The biggest issue with Mowgli: Legend of the Jungle is that the demographic it applies to is so confusing. Because of all the gruesome and violent details, this movie would not be suitable for younger children, most adults would not find an animated film as such as interesting and there is not enough enticing drama to draw in teenagers. Ultimately, I was disappointed with the way that Serkis approached this frightful version of such a wholesome story.

Mowgli: Legend of the Jungle has outstanding animation and acting. Rohan Chand who plays Mowgli, draws the viewer in, allowing one to experience the emotions that Mowgli is feeling. Throughout the movie, the viewer could also see the emotions on the animal’s faces. Although they have some animated features, the main characters of the film, the animals, are all animated and laid out on the screen as very realistic creatures. The viewers can see the emotions on the animals’ faces as though they were humans, making it easier to connect to them.

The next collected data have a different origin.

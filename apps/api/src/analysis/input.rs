//! Input validation and upload handling for resume analysis.
//!
//! Everything here runs before the model is called. A rejected input never
//! reaches the analyzer.

use std::fmt;

use axum::extract::multipart::{Field, MultipartError};
use axum::extract::Multipart;
use axum::http::StatusCode;
use base64::{engine::general_purpose::STANDARD, Engine};
use bytes::Bytes;
use thiserror::Error;

/// Largest accepted resume image, inclusive.
pub const MAX_RESUME_IMAGE_BYTES: usize = 4 * 1024 * 1024;

#[derive(Debug, Clone, PartialEq, Eq, Error)]
pub enum InputError {
    #[error("resume cannot be empty")]
    EmptyResume,

    #[error("job description cannot be empty")]
    EmptyJobDescription,

    #[error("'{content_type}' is not an image")]
    NotAnImage { content_type: String },

    #[error("image is {size} bytes, the limit is {limit} bytes")]
    FileTooLarge { size: usize, limit: usize },

    #[error("uploaded file is empty")]
    EmptyFile,

    #[error("resume image must be a base64 data URI")]
    MalformedDataUri,

    #[error("request body exceeds the upload limit")]
    RequestTooLarge,

    #[error("malformed form data: {0}")]
    MalformedForm(String),
}

/// Which text field a presence check applies to.
#[derive(Debug, Clone, Copy, PartialEq, Eq)]
pub enum TextField {
    Resume,
    JobDescription,
}

/// Rejects empty and whitespace-only text. The value itself is passed on untouched.
pub fn require_text(field: TextField, value: &str) -> Result<(), InputError> {
    if !value.trim().is_empty() {
        return Ok(());
    }
    Err(match field {
        TextField::Resume => InputError::EmptyResume,
        TextField::JobDescription => InputError::EmptyJobDescription,
    })
}

/// A resume image as received from the browser.
#[derive(Debug, Clone)]
pub struct ResumeUpload {
    pub file_name: Option<String>,
    pub content_type: String,
    pub bytes: Bytes,
}

impl ResumeUpload {
    pub fn new(content_type: impl Into<String>, bytes: impl Into<Bytes>) -> Self {
        Self {
            file_name: None,
            content_type: content_type.into(),
            bytes: bytes.into(),
        }
    }

    /// Checks type first, then emptiness, then size.
    pub fn validate(&self) -> Result<(), InputError> {
        if !self.content_type.to_ascii_lowercase().starts_with("image/") {
            return Err(InputError::NotAnImage {
                content_type: self.content_type.clone(),
            });
        }
        if self.bytes.is_empty() {
            return Err(InputError::EmptyFile);
        }
        if self.bytes.len() > MAX_RESUME_IMAGE_BYTES {
            return Err(InputError::FileTooLarge {
                size: self.bytes.len(),
                limit: MAX_RESUME_IMAGE_BYTES,
            });
        }
        Ok(())
    }

    pub fn to_data_uri(&self) -> DataUri {
        DataUri::encode(&self.content_type, &self.bytes)
    }
}

/// A self-describing `data:<mime>;base64,<payload>` string.
#[derive(Debug, Clone, PartialEq, Eq)]
pub struct DataUri {
    mime_type: String,
    data: String,
}

impl DataUri {
    pub fn encode(mime_type: &str, bytes: &[u8]) -> Self {
        Self {
            mime_type: mime_type.to_ascii_lowercase(),
            data: STANDARD.encode(bytes),
        }
    }

    pub fn parse(uri: &str) -> Result<Self, InputError> {
        let rest = uri
            .strip_prefix("data:")
            .ok_or(InputError::MalformedDataUri)?;
        let (mime_type, data) = rest
            .split_once(";base64,")
            .ok_or(InputError::MalformedDataUri)?;
        if mime_type.is_empty() || mime_type.contains(',') || data.is_empty() {
            return Err(InputError::MalformedDataUri);
        }
        STANDARD
            .decode(data)
            .map_err(|_| InputError::MalformedDataUri)?;

        Ok(Self {
            mime_type: mime_type.to_string(),
            data: data.to_string(),
        })
    }

    pub fn mime_type(&self) -> &str {
        &self.mime_type
    }

    pub fn data(&self) -> &str {
        &self.data
    }
}

impl fmt::Display for DataUri {
    fn fmt(&self, f: &mut fmt::Formatter<'_>) -> fmt::Result {
        write!(f, "data:{};base64,{}", self.mime_type, self.data)
    }
}

/// Raw fields of the analysis form, before validation.
#[derive(Debug, Default)]
pub struct AnalysisForm {
    pub resume_text: String,
    pub resume_file: Option<ResumeUpload>,
    pub job_description: String,
}

/// Reads `resume_text`, `resume_file` and `job_description` from a multipart body.
/// Unknown fields are skipped. A file part with no name and no bytes (an
/// untouched file input) counts as absent.
pub async fn read_analysis_form(mut multipart: Multipart) -> Result<AnalysisForm, InputError> {
    let mut form = AnalysisForm::default();

    while let Some(field) = multipart.next_field().await.map_err(form_error)? {
        let name = field.name().unwrap_or_default().to_string();
        match name.as_str() {
            "resume_text" => form.resume_text = read_text(field).await?,
            "job_description" => form.job_description = read_text(field).await?,
            "resume_file" => {
                let file_name = field.file_name().map(str::to_string);
                let content_type = field
                    .content_type()
                    .unwrap_or("application/octet-stream")
                    .to_string();
                let bytes = field.bytes().await.map_err(form_error)?;

                let untouched = bytes.is_empty() && file_name.as_deref().unwrap_or("").is_empty();
                if !untouched {
                    let mut upload = ResumeUpload::new(content_type, bytes);
                    upload.file_name = file_name;
                    form.resume_file = Some(upload);
                }
            }
            _ => {}
        }
    }

    Ok(form)
}

async fn read_text(field: Field<'_>) -> Result<String, InputError> {
    field.text().await.map_err(form_error)
}

/// A body cut off by the request size limit is reported as too large, not malformed.
fn form_error(error: MultipartError) -> InputError {
    if error.status() == StatusCode::PAYLOAD_TOO_LARGE {
        InputError::RequestTooLarge
    } else {
        InputError::MalformedForm(error.body_text())
    }
}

One of the big ideas presented in the film is being different. While Mowgli is a part of the wolf pack, he becomes best friends with an albino wolf named Bhoot. Because Bhoot is albino and Mowgli is not actually a wolf, both are made fun of by the other wolves. Later in the movie, Mowgli and Bhoot experience a very emotional scene where Mowgli yells at Bhoot explaining that they are different and are the opposite of “special.” Although not wolves, most viewers have experienced some sort of hatred in their lives and this is a very relatable scene which further develops the characters.

All of this said, Mowgli: Legend of the Jungle takes an interesting, more adult, spin on Mowgli’s story and should be praised for its flawless integration of animation and realistic aspects of the film. But the horrendous approach of violence in the movie was appalling.